Microkhan by Brendan I. Koerner

Too Big to Fail?

November 25th, 2009 · No Comments

MedievalJapaneseObesityIn the midst of our annual Thanksgiving pigout, we’ve often justified our gluttony on the grounds that the ensuing expansion of our girth really shouldn’t be frowned upon by society. After all, isn’t the disapproval of fatness of a modern phenomenon, egged along by the Fitness Industrial Complex? In Medieval times, we tell ourselves, our massive ingestion of food would be hailed as a mark of greatness—why else would a king go along with being called Charles the Fat?
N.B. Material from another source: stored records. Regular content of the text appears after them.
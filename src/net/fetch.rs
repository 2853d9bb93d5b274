use crate::errors::FetchError;
use crate::net::Response;

/// Builds the HTTP client shared by all fetch tasks.
pub fn build_client(user_agent: &str) -> Result<reqwest::Client, FetchError> {
    reqwest::Client::builder()
        .user_agent(user_agent)
        .build()
        .map_err(FetchError::Client)
}

// Loads an URL and returns the fully read response. A failure before the
// response headers arrive is a `Fetch` error, a failure while reading the body
// is a `Read` error.
pub async fn fetch(client: &reqwest::Client, url: &str) -> Result<Response, FetchError> {
    let res = client.get(url).send().await.map_err(|source| FetchError::Fetch {
        url: url.to_string(),
        source,
    })?;

    let final_url = res.url().clone();
    let status = res.status().as_u16();

    // Fetch body. We don't do streaming
    let body = res
        .bytes()
        .await
        .map_err(|source| FetchError::Read {
            url: url.to_string(),
            source,
        })?
        .to_vec();

    log::debug!("fetched {url}: status={status} bytes={}", body.len());

    Ok(Response {
        url: final_url,
        status,
        body,
    })
}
Alas, it seems we’ve been mistaken all these years, and that obesity has been frowned upon for many a century. A fascinating (albeit decade-old) piece from Nature breaks down how the denizens of Medieval Japan and European viewed their more rotund compadres:

It has been proposed that today’s harsh judgements of obese persons in the West are a modern development and that, in an earlier, more enlightened era, corpulence was highly regarded. The paintings of fleshy women by artists such as Rubens and Renoir are often cited in support of this view. But the products of these artists may tell us more about the interests of their patrons than about popular attitudes. When we turn to these attitudes, a different and less flattering picture emerges, with gluttony as a key feature.

We were especially intrigued by the paper’s section on Japan, a nation which recognized the food-obesity link several centuries in advance of the West. There, corpulence was seen as karmic payback for those who disobeyed Buddhist tenets—or, as in one recounted incident, simply enjoy consuming “between 50 and 60 pieces of sushi topped with ayu fish.”